(Saved entries)
##############################

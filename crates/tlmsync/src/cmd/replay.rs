use std::io::Read;

use tlmsync_decode::{LatestReadings, Reading};
use tlmsync_transport::{InputQueue, DEFAULT_INPUT_CAPACITY};

use crate::cmd::{Context, ReplayArgs};
use crate::exit::{io_error, CliError, CliResult, SUCCESS, USAGE};
use crate::output::{print_latest, print_readings};

pub fn run(args: ReplayArgs, ctx: &Context) -> CliResult<i32> {
    if args.chunk_size == 0 || args.chunk_size > DEFAULT_INPUT_CAPACITY {
        return Err(CliError::new(
            USAGE,
            format!("chunk size must be between 1 and {DEFAULT_INPUT_CAPACITY}"),
        ));
    }

    let data = read_input(&args)?;
    let mut pipeline = ctx.pipeline(InputQueue::new())?;
    let mut latest = LatestReadings::new();

    for chunk in data.chunks(args.chunk_size) {
        if args.latest {
            pipeline.feed(chunk, &mut latest);
        } else {
            let mut readings: Vec<Reading> = Vec::new();
            pipeline.feed(chunk, &mut readings);
            print_readings(&readings, ctx.format);
        }
    }

    if args.latest {
        print_latest(&latest, ctx.format);
    }

    let totals = pipeline.totals();
    tracing::info!(
        bytes = data.len(),
        frames = totals.sync.frames,
        misaligned = totals.sync.misaligned,
        stalls = totals.sync.stalls,
        dropped_bytes = totals.sync.dropped_bytes,
        readings = totals.decode.emitted,
        unrecognized = totals.decode.unrecognized,
        "replay complete"
    );

    Ok(SUCCESS)
}

fn read_input(args: &ReplayArgs) -> CliResult<Vec<u8>> {
    if args.input.as_os_str() == "-" {
        let mut data = Vec::new();
        std::io::stdin()
            .lock()
            .read_to_end(&mut data)
            .map_err(|err| io_error("failed reading stdin", err))?;
        return Ok(data);
    }

    std::fs::read(&args.input).map_err(|err| {
        io_error(
            &format!("failed reading {}", args.input.display()),
            err,
        )
    })
}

##############################

> **Work to complete**:
Search the entries above for the string "format". Copy each line in which it appears.

> **Solution to the problem**:
            format!("chunk size must be between 1 and {DEFAULT_INPUT_CAPACITY}"),
            print_readings(&readings, ctx.format);
        print_latest(&latest, ctx.format);
            &format!("failed reading {}", args.input.display()),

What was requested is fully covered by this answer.